Benji Anderson’s pigs roam bright green fields that cover much of the 48 acres on Anderson Farms in nearby Madison County. In one pasture, a full-grown, 300-pound sow idly grazes on grass. In another, younger pigs root in the dirt and occasionally saunter to a metal trough where they munch corn and soybean feed. Pigs are famously omnivorous, and these also eat nuts, vetch, even bugs.
What they don’t eat are antibiotics.
Antibiotics have been widely used to promote rapid weight gain in livestock since the 1950s, and in 2014, the FDA estimated that 62 percent of all antibiotics are sold for agricultural use. Consumers, however, are increasingly upset about this practice, and they’re using their purchasing power to protest.
The evidence is clear now that routinely dosing livestock with the same antibiotics doctors use to treat infections in people has contributed to the evolution of antibiotic-resistant bacteria. Each year, “22,000 people in the United States die today because the antibiotics didn’t work,” says Jonathan Kaplan.
Pushing to reduce the use of antibiotics as agricultural growth promoters is part of Kaplan’s job at the Natural Resources Defense Council, where he leads the food and agriculture program. Although his organization has had success galvanizing governmental bodies into revisiting antibiotic regulation, he says the main arbiter of change has been the consumer. Consumer demand for antibiotic-free chicken has driven Tyson, Perdue and other giant producers to change their practices, and more and more restaurants advertise drug-free birds. The pork industry, says Kaplan, is starting to feel that same pressure, but the transition away from antibiotics will be a struggle for industrial-scale hog farms.
Georgia’s pork farmers won’t feel the pressure as keenly as a farmer in the Midwest, says Robert Dove, an animal scientist and swine-feed expert at UGA. “We don’t have a lot of disease issues or disease pressure because we don’t have a bunch of pigs all congregated together,” Dove says.

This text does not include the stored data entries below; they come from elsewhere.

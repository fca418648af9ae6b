//! Geographic calculations

use crate::types::Coordinates;

/// Earth radius in meters
const EARTH_RADIUS_M: f64 = 6_371_000.0;

/// Road distance coefficient (straight line to road)
pub const ROAD_COEFFICIENT: f64 = 1.3;

/// Calculate Haversine distance between two points in meters
pub fn haversine_distance_m(from: &Coordinates, to: &Coordinates) -> f64 {
    let d_lat = (to.lat - from.lat).to_radians();
    let d_lon = (to.lng - from.lng).to_radians();

    let lat1 = from.lat.to_radians();
    let lat2 = to.lat.to_radians();

    let a = (d_lat / 2.0).sin().powi(2)
        + lat1.cos() * lat2.cos() * (d_lon / 2.0).sin().powi(2);

    let c = 2.0 * a.sqrt().asin();

    EARTH_RADIUS_M * c
}

/// Estimate road distance in meters from straight-line distance
pub fn approx_road_distance_m(from: &Coordinates, to: &Coordinates) -> u64 {
    (haversine_distance_m(from, to) * ROAD_COEFFICIENT) as u64
}

/// Estimate travel time in seconds at the given average speed
pub fn approx_travel_time_s(from: &Coordinates, to: &Coordinates, speed_kmh: f64) -> u64 {
    let distance_m = approx_road_distance_m(from, to) as f64;
    (distance_m / (speed_kmh * 1000.0) * 3600.0) as u64
}
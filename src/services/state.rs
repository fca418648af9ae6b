//! Order/route state machine
//!
//! The single mutation path for orders and routes. Every accepted transition
//! is validated against the machine, committed together with its event-log
//! rows in one store batch, and published onto the bus in commit order. A
//! broker-side mutex serializes commit+publish so subscribers observe
//! per-entity events in the order they committed.

use std::sync::Arc;

use chrono::Utc;
use tokio::sync::Mutex;
use tracing::info;
use uuid::Uuid;

use crate::bus::EventBus;
use crate::error::{CoreError, CoreResult};
use crate::store::{EventLogRow, Store, TxWrite, Versioned};
use crate::types::{
    DriverPosition, EventDraft, EventKind, Order, OrderStatus, Room, Route, RouteStatus,
    RouteStop, StopOutcome,
};

pub struct StateMachine {
    store: Arc<dyn Store>,
    bus: EventBus,
    /// Serializes commit+publish so bus order matches commit order.
    publish_lock: Mutex<()>,
}

impl StateMachine {
    pub fn new(store: Arc<dyn Store>, bus: EventBus) -> Self {
        Self { store, bus, publish_lock: Mutex::new(()) }
    }

    pub fn store(&self) -> &Arc<dyn Store> {
        &self.store
    }

    /// Rooms an order event fans into.
    pub fn order_rooms(order: &Order) -> Vec<Room> {
        vec![Room::Admin, Room::Orders, Room::Customer(order.customer_id)]
    }

    /// Rooms a route event fans into.
    pub fn route_rooms(route: &Route) -> Vec<Room> {
        vec![Room::Admin, Room::Routes, Room::Driver(route.driver_id)]
    }

    /// Commit a write batch and publish its events, atomically with respect
    /// to other state-machine callers.
    pub async fn commit_and_publish(
        &self,
        write: TxWrite,
        events: Vec<(Vec<Room>, EventDraft)>,
    ) -> CoreResult<()> {
        let _guard = self.publish_lock.lock().await;
        self.store.commit(write).await?;
        for (rooms, draft) in events {
            self.bus.publish(&rooms, draft);
        }
        Ok(())
    }

    // ----------------------------------------------------------------------
    // Orders
    // ----------------------------------------------------------------------

    /// Create an order (office staff or the draft generator).
    pub async fn create_order(&self, order: Order) -> CoreResult<Order> {
        order.validate()?;
        let draft = order_event(EventKind::OrderCreated, &order);
        let write = TxWrite {
            new_orders: vec![order.clone()],
            events: vec![event_row(&draft, order.id)],
            ..Default::default()
        };
        self.commit_and_publish(write, vec![(Self::order_rooms(&order), draft)]).await?;
        Ok(order)
    }

    /// Transition one order. `assigned` cannot be entered here; assignment
    /// happens through route assembly so the route reference exists.
    pub async fn transition_order(&self, order_id: Uuid, to: OrderStatus) -> CoreResult<Order> {
        let order = self
            .store
            .get_order(order_id)
            .await?
            .ok_or_else(|| CoreError::conflict("order not found", vec![order_id]))?;

        if !order.status.can_transition_to(to) {
            return Err(CoreError::conflict(
                format!("order cannot move {:?} -> {:?}", order.status, to),
                vec![order_id],
            ));
        }
        if to == OrderStatus::Assigned {
            // Entering `assigned` requires a live route; see the assembler.
            let route_ok = match order.assigned_route {
                Some(route_id) => self
                    .store
                    .get_route(route_id)
                    .await?
                    .map_or(false, |r| r.status.holds_assignments()),
                None => false,
            };
            if !route_ok {
                return Err(CoreError::conflict(
                    "assigned requires a route in optimized/dispatched/in_progress",
                    vec![order_id],
                ));
            }
        }

        let expected_version = order.version;
        let mut updated = order;
        updated.status = to;
        if matches!(to, OrderStatus::Confirmed | OrderStatus::Cancelled) {
            updated.assigned_route = None;
        }

        let draft = order_event(EventKind::OrderUpdated, &updated);
        let write = TxWrite {
            orders: vec![Versioned::new(updated.clone(), expected_version)],
            events: vec![event_row(&draft, updated.id)],
            ..Default::default()
        };
        self.commit_and_publish(write, vec![(Self::order_rooms(&updated), draft)]).await?;

        updated.version = expected_version + 1;
        info!("order {} -> {:?}", updated.id, to);
        Ok(updated)
    }

    // ----------------------------------------------------------------------
    // Routes
    // ----------------------------------------------------------------------

    pub async fn transition_route(&self, route_id: Uuid, to: RouteStatus) -> CoreResult<Route> {
        let route = self
            .store
            .get_route(route_id)
            .await?
            .ok_or_else(|| CoreError::conflict("route not found", vec![route_id]))?;

        if !route.status.can_transition_to(to) {
            return Err(CoreError::conflict(
                format!("route cannot move {:?} -> {:?}", route.status, to),
                vec![route_id],
            ));
        }

        let stops = self.store.get_route_stops(route_id).await?;
        match to {
            RouteStatus::InProgress => {
                if stops.iter().all(|s| s.outcome == StopOutcome::Pending) {
                    return Err(CoreError::conflict(
                        "in_progress requires at least one visited stop",
                        vec![route_id],
                    ));
                }
            }
            RouteStatus::Completed => {
                if !stops.iter().all(|s| s.outcome.is_terminal()) {
                    return Err(CoreError::conflict(
                        "completed requires every stop in a terminal outcome",
                        vec![route_id],
                    ));
                }
            }
            _ => {}
        }

        let expected_version = route.version;
        let mut updated = route;
        updated.status = to;

        let mut write = TxWrite {
            routes: vec![Versioned::new(updated.clone(), expected_version)],
            ..Default::default()
        };
        let route_draft = route_event(EventKind::RouteUpdated, &updated);
        write.events.push(event_row(&route_draft, updated.id));
        let mut events = vec![(Self::route_rooms(&updated), route_draft)];

        // Cancelling a route releases its orders back to confirmed.
        if to == RouteStatus::Cancelled {
            for stop in &stops {
                let Some(order) = self.store.get_order(stop.order_id).await? else { continue };
                if order.status != OrderStatus::Assigned || order.assigned_route != Some(route_id) {
                    continue;
                }
                let expected = order.version;
                let mut released = order;
                released.status = OrderStatus::Confirmed;
                released.assigned_route = None;
                let draft = order_event(EventKind::OrderUpdated, &released);
                write.events.push(event_row(&draft, released.id));
                events.push((Self::order_rooms(&released), draft));
                write.orders.push(Versioned::new(released, expected));
            }
        }

        self.commit_and_publish(write, events).await?;
        updated.version = expected_version + 1;
        info!("route {} -> {:?}", updated.id, to);
        Ok(updated)
    }

    /// Record a stop outcome from a driver client and emit `route.progress`.
    pub async fn record_stop_outcome(
        &self,
        route_id: Uuid,
        position: i32,
        outcome: StopOutcome,
    ) -> CoreResult<RouteStop> {
        let route = self
            .store
            .get_route(route_id)
            .await?
            .ok_or_else(|| CoreError::conflict("route not found", vec![route_id]))?;
        let stops = self.store.get_route_stops(route_id).await?;
        let stop = stops
            .iter()
            .find(|s| s.position == position)
            .ok_or_else(|| CoreError::validation("position", "no such stop"))?;

        let mut updated = stop.clone();
        let now = Utc::now();
        match outcome {
            StopOutcome::Arrived => updated.actual_arrival = Some(now),
            StopOutcome::Delivered | StopOutcome::Skipped | StopOutcome::Failed => {
                if updated.actual_arrival.is_none() {
                    updated.actual_arrival = Some(now);
                }
                updated.actual_departure = Some(now);
            }
            StopOutcome::Pending => {
                return Err(CoreError::validation("outcome", "cannot reset a stop to pending"))
            }
        }
        updated.outcome = outcome;

        let draft = EventDraft::new(
            EventKind::RouteProgress,
            serde_json::json!({
                "routeId": route_id,
                "position": position,
                "outcome": outcome,
            }),
        );
        let write = TxWrite {
            route_stops: vec![updated.clone()],
            events: vec![event_row(&draft, route_id)],
            ..Default::default()
        };
        self.commit_and_publish(write, vec![(Self::route_rooms(&route), draft)]).await?;
        Ok(updated)
    }

    // ----------------------------------------------------------------------
    // Presence
    // ----------------------------------------------------------------------

    /// Record a driver position sample: presence ring plus a
    /// `driver.location` event. Not persisted.
    pub fn record_position(&self, position: DriverPosition) {
        let rooms = vec![Room::Admin, Room::Driver(position.driver_id)];
        let draft = EventDraft::new(
            EventKind::DriverLocation,
            serde_json::to_value(&position).unwrap_or_default(),
        );
        self.bus.presence().record(position);
        self.bus.publish(&rooms, draft);
    }
}

pub(crate) fn order_event(kind: EventKind, order: &Order) -> EventDraft {
    EventDraft::new(kind, serde_json::to_value(order).unwrap_or_default())
}

pub(crate) fn route_event(kind: EventKind, route: &Route) -> EventDraft {
    EventDraft::new(kind, serde_json::to_value(route).unwrap_or_default())
}

pub(crate) fn event_row(draft: &EventDraft, entity_id: Uuid) -> EventLogRow {
    EventLogRow {
        event_id: draft.event_id,
        kind: draft.kind,
        entity_id,
        payload: draft.payload.clone(),
        occurred_at: draft.occurred_at,
    }
}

Compared to 11 million pigs in Iowa, Georgia has a scant 30,000. Many of the hog farms in the state are small, with fewer than 50 animals at any one time. Anderson Farms is not only small, but also raises pigs in pastures instead of confined in pens. Grazing pigs is a traditional method that represents only a tiny slice of today’s pork market.
Hogs raised this way are generally very healthy, and Anderson says he has a sick pig about twice a year. When this happens, he doesn’t hesitate to use an antibiotic if that is likely to help. But he never gives antibiotics to promote weight gain or growth, and he won’t sell any pig given antibiotics under the Anderson Farms label.
Disease, he says, is a far greater concern for a conventional hog farm where as many as 5,000 animals are confined on one acre. Hogs are “just like people,” Anderson says. “If lots of people are jammed in together, disease spreads.”
Most of the pork products Americans buy come from conventional, factory-style farms somewhere in the Midwest. Hogs are raised in barns with concrete floors to reduce exposure to disease-causing organisms. At the same time, they’re packed together to keep production costs low.
Antibiotics aren’t likely to disappear from pork production, says UGA’s Dove, but the industry is scaling back their use as growth stimulators. “From a growth-promoting standpoint, I think we’ll come very close,” Dove says. “We still have to use antibiotics to treat illness.”
New federal regulations that prohibit the use of medically important antibiotics as growth promoters go into effect on Jan. 1, 2017. Supposedly, these new Food and Drug Administration rules will ensure that antibiotics will only be used to treat disease. Kaplan isn’t confident that the FDA guidelines will have much impact, though. “A lot of the drugs that are approved by the FDA are approved for both growth promotion and disease prevention,” he cautions. In effect, producers can continue using the same drugs in the same doses—so long as they say the purpose is treating infection.
Anderson doesn’t believe antibiotic use is a given. “Of course hogs can be raised without antibiotics,” he says. Herds can be managed in ways that promote healthier pigs.
Anderson recognizes that his experience as a small-scale farmer doesn’t hold all the answers for the pork industry, but he hopes the larger farms can learn from throwback farms like his. “The pendulum seems to be starting to swing back for the hog industry,” he says. “So we need to keep that momentum going.”